Who would have thought a little place like Rawene would have such a strong visual arts school? And who would have known there were so many artists who managed to combine the remoteness of Hokianga with national and international art careers?
You can see their work at the Hokianga Art Gallery in the wedge-shaped wooden building at Rawene's main intersection which has a lovely, white-walled modern feel.
At the entrance is a carved wooden flying bird with dangling legs by Allan Gale, who is on the Hokianga Heart Trail. I picked a few other destinations too and headed off.
The Heart Trail took me off the beaten track to studios and places I would never otherwise have even known existed, meeting some amazing and talented people, all thoughtful, articulate and savvy. It's like a passport into one of Hokianga's parallel realities.
Some galleries are open all the time, but with working artists you need to ring first before inviting yourself over. First stop-off Opononi; I could have spent days on the verandah of Bev Truloff's Arty B & B Studio gazing at the vast, surreal sand dunes and the way they change colour from caramel - "raw sienna with a touch of rose madder" says Bev - to bright white depending on the light.
"Artists here are teaching a course that captures the spirit of the Hokianga," she says. "There's something quite special coming out of the arts community."
Chris and Liz Albrecht are two new creatives who migrated from Auckland property prices. By Hokianga standards, where they landed is fairly civilised - even though the road isn't sealed, it isn't bad driving. Chris, who designed this year's Heart Trail brochure, and Liz have transformed a rundown bungalow into a very cool place more stylish than most of Kingsland.
They take couch surfers, and have created a heritage-style cabin called Te Hermitage which in the middle of nowhere is humorously cool for budget travellers.
Then Allan Gale, one of my highlights of the Heart Trail. Don't be put off by the kilometre walk - it's beautiful and easy across paddocks and he might meet you at the gate and put you on his farm bike - a wild ride and you just have to go with it.
Allan Gale is a national treasure. He's the last resident on the famous Long Louis commune at Waiotemarama and has lived for 40 years on this extraordinarily dramatic and steep piece of bush.
"I was looking for somewhere to live where there was a bit of wood to carve." He got it.
You notice how deep the silence is - there's not even a refrigerator hum.
Allan's is clearly an unusual and creative mind that never ceases - everywhere you look is something interesting and beautiful, from enclosed gardens to his immaculately detailed wood carvings, Professor Branestawm creations and woodblock engravings.

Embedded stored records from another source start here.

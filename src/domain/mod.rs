//! Domain types used throughout the pipeline.
//!
//! This module defines:
//!
//! - input conventions (`Delimiter`, `CellPolicy`, `IngestConfig`)
//! - header classification results (`DateColumn`, `DateWindow`)
//! - per-row and per-country data (`RawRow`, `CountryAccumulator`, `CountryRecord`)
//! - the worldwide roll-up (`GlobalStats`)

pub mod types;

pub use types::*;
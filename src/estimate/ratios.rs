//! Fixed-ratio estimator.

use serde::{Deserialize, Serialize};

pub const DEATH_RATIO: f64 = 0.02;
pub const RECOVERY_RATIO: f64 = 0.90;
pub const ACTIVE_RATIO: f64 = 0.08;
pub const CRITICAL_RATIO: f64 = 0.01;

/// Metrics derived from a country's confirmed-case totals.
#[derive(Debug, Clone, Copy, Default, PartialEq, Eq, Serialize, Deserialize)]
pub struct EstimatedMetrics {
    pub total_deaths: i64,
    pub new_deaths: i64,
    pub total_recovered: i64,
    pub active_cases: i64,
    pub critical_cases: i64,
}

impl EstimatedMetrics {
    /// Recompute every estimate from the given totals.
    ///
    /// `new_cases` may be negative (downward corrections upstream); the product is
    /// truncated toward zero either way.
    pub fn from_totals(total_cases: i64, new_cases: i64) -> Self {
        Self {
            total_deaths: apply_ratio(total_cases, DEATH_RATIO),
            new_deaths: apply_ratio(new_cases, DEATH_RATIO),
            total_recovered: apply_ratio(total_cases, RECOVERY_RATIO),
            active_cases: apply_ratio(total_cases, ACTIVE_RATIO),
            critical_cases: apply_ratio(total_cases, CRITICAL_RATIO),
        }
    }
}

fn apply_ratio(value: i64, ratio: f64) -> i64 {
    // `as` truncates toward zero.
    (value as f64 * ratio) as i64
}

#[cfg(test)]
mod tests {
    use super::*;

    #[test]
    fn ratios_truncate_toward_zero() {
        let m = EstimatedMetrics::from_totals(150, 30);
        assert_eq!(m.total_deaths, 3);
        assert_eq!(m.new_deaths, 0);
        assert_eq!(m.total_recovered, 135);
        assert_eq!(m.active_cases, 12);
        assert_eq!(m.critical_cases, 1);
    }

    #[test]
    fn negative_delta_truncates_toward_zero() {
        let m = EstimatedMetrics::from_totals(1000, -130);
        assert_eq!(m.new_deaths, -2);

        let small = EstimatedMetrics::from_totals(0, -30);
        assert_eq!(small.new_deaths, 0);
    }

    #[test]
    fn estimation_is_idempotent() {
        let a = EstimatedMetrics::from_totals(123_456, 789);
        let b = EstimatedMetrics::from_totals(123_456, 789);
        assert_eq!(a, b);
    }

    #[test]
    fn recompute_differs_from_summing_per_row_estimates() {
        // Two regions of 99 cases: per-row critical estimates are 0 + 0,
        // but the country total of 198 yields 1.
        let per_row = EstimatedMetrics::from_totals(99, 0).critical_cases * 2;
        let combined = EstimatedMetrics::from_totals(198, 0).critical_cases;
        assert_eq!(per_row, 0);
        assert_eq!(combined, 1);
    }
}
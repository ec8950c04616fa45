//! Authentication request/response DTOs

use serde::{Deserialize, Serialize};
use validator::Validate;

use ottb_core::domain::entities::user::FilteredUser;
use ottb_core::services::auth::SignUpData;
use ottb_shared::{DataResponse, Status};

/// Request body for POST /api/auth/signup
#[derive(Debug, Clone, Deserialize, Validate)]
pub struct SignUpRequest {
    #[validate(length(min = 1, max = 100, message = "Name is required"))]
    pub name: String,

    #[validate(length(min = 3, max = 30, message = "Username must be 3 to 30 characters"))]
    pub username: String,

    #[validate(email(message = "Invalid email address"))]
    pub email: String,

    #[validate(length(min = 8, message = "Password must be at least 8 characters"))]
    pub password: String,

    #[serde(rename = "passwordConfirm")]
    #[validate(length(min = 1, message = "Password confirmation is required"))]
    pub password_confirm: String,

    #[serde(default = "default_photo")]
    pub photo: String,
}

fn default_photo() -> String {
    "default.png".to_string()
}

impl From<SignUpRequest> for SignUpData {
    fn from(req: SignUpRequest) -> Self {
        SignUpData {
            name: req.name,
            username: req.username,
            email: req.email,
            password: req.password,
            password_confirm: req.password_confirm,
            photo: req.photo,
        }
    }
}

/// Request body for POST /api/auth/signin
#[derive(Debug, Clone, Deserialize, Validate)]
pub struct SignInRequest {
    #[validate(length(min = 1, message = "Username is required"))]
    pub username: String,

    #[validate(length(min = 1, message = "Password is required"))]
    pub password: String,
}

/// Response body carrying a fresh access token
#[derive(Debug, Serialize, Deserialize)]
pub struct TokenResponse {
    pub status: Status,
    pub access_token: String,
}

impl TokenResponse {
    pub fn new(access_token: String) -> Self {
        Self {
            status: Status::Success,
            access_token,
        }
    }
}

/// Response body wrapping a single user record
pub type UserEnvelope = DataResponse<UserData>;

#[derive(Debug, Clone, Serialize, Deserialize)]
pub struct UserData {
    pub user: FilteredUser,
}

/// Wraps a user record in the `{status, data:{user}}` envelope
pub fn user_envelope(user: FilteredUser) -> UserEnvelope {
    DataResponse::success(UserData { user })
}
use std::sync::Arc;

use actix_web::{middleware::Logger, web, App, HttpServer};
use dotenvy::dotenv;
use log::info;

use ottb_api::middleware::{create_cors, JwtAuth};
use ottb_api::routes::{self, AppState};
use ottb_api::session::SessionCookies;
use ottb_core::services::auth::{AuthService, AuthServiceConfig};
use ottb_core::services::token::{KeyPair, TokenCodec, TokenCodecConfig};
use ottb_infra::{DatabasePool, PostgresUserRepository, SmtpMailer};
use ottb_shared::AppConfig;

#[actix_web::main]
async fn main() -> std::io::Result<()> {
    dotenv().ok();
    env_logger::init_from_env(env_logger::Env::new().default_filter_or("info"));

    let config = AppConfig::from_env().unwrap_or_else(|e| {
        eprintln!("configuration error: {e}");
        std::process::exit(1);
    });

    info!("Starting OTTB API server");

    let pool = DatabasePool::new(&config.database)
        .await
        .unwrap_or_else(|e| {
            eprintln!("database error: {e}");
            std::process::exit(1);
        });

    let access_keys = KeyPair::from_base64_pem(
        &config.token.access_private_key,
        &config.token.access_public_key,
    )
    .unwrap_or_else(|e| {
        eprintln!("access key error: {e}");
        std::process::exit(1);
    });
    let refresh_keys = KeyPair::from_base64_pem(
        &config.token.refresh_private_key,
        &config.token.refresh_public_key,
    )
    .unwrap_or_else(|e| {
        eprintln!("refresh key error: {e}");
        std::process::exit(1);
    });

    let token_codec = Arc::new(TokenCodec::new(
        access_keys,
        refresh_keys,
        TokenCodecConfig {
            access_ttl_minutes: config.token.access_ttl_minutes,
            refresh_ttl_minutes: config.token.refresh_ttl_minutes,
        },
    ));

    let user_repository = Arc::new(PostgresUserRepository::new(pool.get_pool().clone()));
    let mailer = Arc::new(SmtpMailer::new(&config.smtp).unwrap_or_else(|e| {
        eprintln!("smtp error: {e}");
        std::process::exit(1);
    }));

    let auth_service = Arc::new(AuthService::new(
        user_repository,
        mailer,
        token_codec.clone(),
        AuthServiceConfig {
            server_origin: config.server.server_origin.clone(),
        },
    ));

    let session = SessionCookies::from_config(&config.server, &config.token);

    let state = web::Data::new(AppState {
        auth_service,
        session,
    });

    let bind_address = config.server.bind_address();
    let client_origin = config.server.client_origin.clone();
    info!("Server listening on {}", bind_address);

    HttpServer::new(move || {
        App::new()
            .wrap(Logger::default())
            .wrap(create_cors(&client_origin))
            .app_data(state.clone())
            .configure(|cfg| {
                routes::configure::<PostgresUserRepository, SmtpMailer>(
                    cfg,
                    JwtAuth::new(token_codec.clone()),
                )
            })
    })
    .bind(&bind_address)?
    .run()
    .await
}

You understand why his nickname is Snail when you realise he carried in or milled every bit of the house. The road comes out at Waimamaku which is like the Wild West. It seems like everyone has left, but modern botanical artist Beverley Cox and sculptor Will Ngakuru have studios here.
Back in Rawene, the car ferry takes 10 minutes to Kohukohu, close enough to swim on a hot day.

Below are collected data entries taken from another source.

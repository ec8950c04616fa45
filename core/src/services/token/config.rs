//! Token codec configuration

/// Lifetimes for the two token kinds, in minutes
#[derive(Debug, Clone)]
pub struct TokenCodecConfig {
    /// Access token time-to-live
    pub access_ttl_minutes: i64,
    /// Refresh token time-to-live
    pub refresh_ttl_minutes: i64,
}

impl Default for TokenCodecConfig {
    fn default() -> Self {
        Self {
            access_ttl_minutes: 15,
            refresh_ttl_minutes: 60,
        }
    }
}
//! Outbound email abstraction.
//!
//! The core crate only knows how to compose the verification message;
//! actual delivery lives behind the `Mailer` trait so the SMTP client
//! stays in the infrastructure layer and tests can swap in a mock.

use async_trait::async_trait;
use uuid::Uuid;

use crate::errors::DomainError;

/// A composed verification email ready for delivery
#[derive(Debug, Clone, PartialEq, Eq)]
pub struct VerificationEmail {
    /// Recipient address
    pub to: String,
    /// Subject line
    pub subject: String,
    /// HTML body
    pub html_body: String,
}

impl VerificationEmail {
    /// Composes the account verification message for a new signup
    pub fn for_signup(email: &str, server_origin: &str, user_id: Uuid) -> Self {
        let link = verification_link(server_origin, user_id);
        let html_body = format!(
            r#"
    <html>
    <head>
        <title>Verify Your OTTB Account</title>
    </head>
    <body>
        <p>Hello,</p>
        <p>Please click the following link to verify your OTTB account:</p>
        <p><a href="{link}">Verify Email</a></p>
        <p>If you didn't request this, please ignore this email.</p>
        <p>Thank you!</p>
    </body>
    </html>
    "#
        );

        Self {
            to: email.to_string(),
            subject: "Verify your OTTB account".to_string(),
            html_body,
        }
    }
}

/// Builds the clickable verification URL for an account
pub fn verification_link(server_origin: &str, user_id: Uuid) -> String {
    format!("{server_origin}/api/auth/verifyemail/{user_id}")
}

/// Trait for delivering composed emails
#[async_trait]
pub trait Mailer: Send + Sync {
    /// Delivers the message
    ///
    /// # Returns
    /// * `Ok(())` - Message accepted by the transport
    /// * `Err(DomainError::Auth(AuthError::EmailDeliveryFailed))` - Delivery failed
    async fn send(&self, email: &VerificationEmail) -> Result<(), DomainError>;
}

/// Mailer that records messages instead of delivering them.
///
/// Lives outside `#[cfg(test)]` so integration tests in other crates
/// can drive the full signup flow without an SMTP server.
#[derive(Default)]
pub struct MockMailer {
    sent: tokio::sync::RwLock<Vec<VerificationEmail>>,
    fail_next: std::sync::atomic::AtomicBool,
}

impl MockMailer {
    pub fn new() -> Self {
        Self::default()
    }

    /// Makes every subsequent send fail
    pub fn simulate_failure(&self) {
        self.fail_next
            .store(true, std::sync::atomic::Ordering::SeqCst);
    }

    /// Messages accepted so far
    pub async fn sent(&self) -> Vec<VerificationEmail> {
        self.sent.read().await.clone()
    }
}

#[async_trait]
impl Mailer for MockMailer {
    async fn send(&self, email: &VerificationEmail) -> Result<(), DomainError> {
        if self.fail_next.load(std::sync::atomic::Ordering::SeqCst) {
            return Err(crate::errors::AuthError::EmailDeliveryFailed.into());
        }
        self.sent.write().await.push(email.clone());
        Ok(())
    }
}
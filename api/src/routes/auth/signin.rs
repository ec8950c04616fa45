use actix_web::{web, HttpResponse};
use validator::Validate;

use crate::dto::auth_dto::{SignInRequest, TokenResponse};
use crate::handlers::error_handler::handle_domain_error;

use ottb_core::repositories::UserRepository;
use ottb_core::services::mailer::Mailer;
use ottb_shared::MessageResponse;

use super::AppState;

/// Handler for POST /api/auth/signin
///
/// Authenticates with username and password, sets the three session
/// cookies and returns the access token in the body.
///
/// # Responses
/// - 200 OK: `{status:"success", access_token}` plus cookies
/// - 400 Bad Request: validation failure or wrong credentials
pub async fn sign_in<U, M>(
    state: web::Data<AppState<U, M>>,
    request: web::Json<SignInRequest>,
) -> HttpResponse
where
    U: UserRepository + 'static,
    M: Mailer + 'static,
{
    if let Err(errors) = request.0.validate() {
        return HttpResponse::BadRequest().json(MessageResponse::fail(errors.to_string()));
    }

    match state
        .auth_service
        .sign_in(&request.username, &request.password)
        .await
    {
        Ok(tokens) => {
            let [access, refresh, logged_in] = state
                .session
                .signed_in(&tokens.access_token, &tokens.refresh_token);

            HttpResponse::Ok()
                .cookie(access)
                .cookie(refresh)
                .cookie(logged_in)
                .json(TokenResponse::new(tokens.access_token))
        }
        Err(error) => handle_domain_error(error),
    }
}
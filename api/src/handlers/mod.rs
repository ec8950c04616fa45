//! Shared HTTP handler helpers

pub mod error_handler;

pub use error_handler::handle_domain_error;
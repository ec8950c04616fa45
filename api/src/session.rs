//! Session cookie construction.
//!
//! Three cookies make up a browser session: `access_token` and
//! `refresh_token` are httpOnly, while `logged_in` is readable by
//! frontend JavaScript so it can tell whether a session exists without
//! touching the tokens.

use actix_web::cookie::time::Duration;
use actix_web::cookie::Cookie;

use ottb_shared::{ServerConfig, TokenConfig};

pub const ACCESS_COOKIE: &str = "access_token";
pub const REFRESH_COOKIE: &str = "refresh_token";
pub const LOGGED_IN_COOKIE: &str = "logged_in";

/// Builds the session cookies for sign-in, refresh and logout
#[derive(Debug, Clone)]
pub struct SessionCookies {
    /// Cookie domain, the server origin without scheme or port
    pub domain: String,
    /// Whether cookies require HTTPS
    pub secure: bool,
    /// Max-Age for the access and logged_in cookies, in seconds
    pub access_max_age_secs: i64,
    /// Max-Age for the refresh cookie, in seconds
    pub refresh_max_age_secs: i64,
}

impl SessionCookies {
    pub fn from_config(server: &ServerConfig, token: &TokenConfig) -> Self {
        Self {
            domain: cookie_domain(&server.server_origin),
            secure: server.cookie_secure,
            access_max_age_secs: token.access_max_age_minutes * 60,
            refresh_max_age_secs: token.refresh_max_age_minutes * 60,
        }
    }

    /// Cookies set after a successful sign-in
    pub fn signed_in(&self, access_token: &str, refresh_token: &str) -> [Cookie<'static>; 3] {
        [
            self.build(ACCESS_COOKIE, access_token, self.access_max_age_secs, true),
            self.build(
                REFRESH_COOKIE,
                refresh_token,
                self.refresh_max_age_secs,
                true,
            ),
            self.build(LOGGED_IN_COOKIE, "true", self.access_max_age_secs, false),
        ]
    }

    /// Cookies set after a successful token refresh. The refresh
    /// cookie is left untouched since the token is not rotated.
    pub fn refreshed(&self, access_token: &str) -> [Cookie<'static>; 2] {
        [
            self.build(ACCESS_COOKIE, access_token, self.access_max_age_secs, true),
            self.build(LOGGED_IN_COOKIE, "true", self.access_max_age_secs, false),
        ]
    }

    /// Expired cookies that clear the session on logout
    pub fn cleared(&self) -> [Cookie<'static>; 3] {
        [
            self.build(ACCESS_COOKIE, "", -1, true),
            self.build(REFRESH_COOKIE, "", -1, true),
            self.build(LOGGED_IN_COOKIE, "", -1, false),
        ]
    }

    fn build(
        &self,
        name: &'static str,
        value: &str,
        max_age_secs: i64,
        http_only: bool,
    ) -> Cookie<'static> {
        Cookie::build(name, value.to_owned())
            .path("/")
            .domain(self.domain.clone())
            .max_age(Duration::seconds(max_age_secs))
            .secure(self.secure)
            .http_only(http_only)
            .finish()
    }
}

/// Strips scheme, port and path from an origin URL, leaving the host
fn cookie_domain(origin: &str) -> String {
    let host = origin
        .trim_start_matches("https://")
        .trim_start_matches("http://");
    let host = host.split('/').next().unwrap_or(host);
    host.split(':').next().unwrap_or(host).to_string()
}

Kohukohu was a busy town before the timber ran out. I remember decaying Victorian grandeur and gardens growing rampant in vast annual rainfall. It's been tidied up, but judging by the state of a few original buildings, if it hadn't the town would have slipped beyond repair. At night, particularly, the romance returns and you slip into a kind of timelessness.
Kohukohu's Village Arts is another fine co-operative modern white wall gallery which last year exhibited a large work of local son Ralph Hotere (born at Mitimiti on the north coast).
Photographer Marg Morrow has an adjoining gallery, and her excellent pinhole camera photographs are moody, interesting images which capture time and change and erosion - Kohukohu themes.
Liz McAuliffe's reproduces seed pods and leaves but enlarges them - her carved and painted sunflower seeds look like over-sized organic barcodes.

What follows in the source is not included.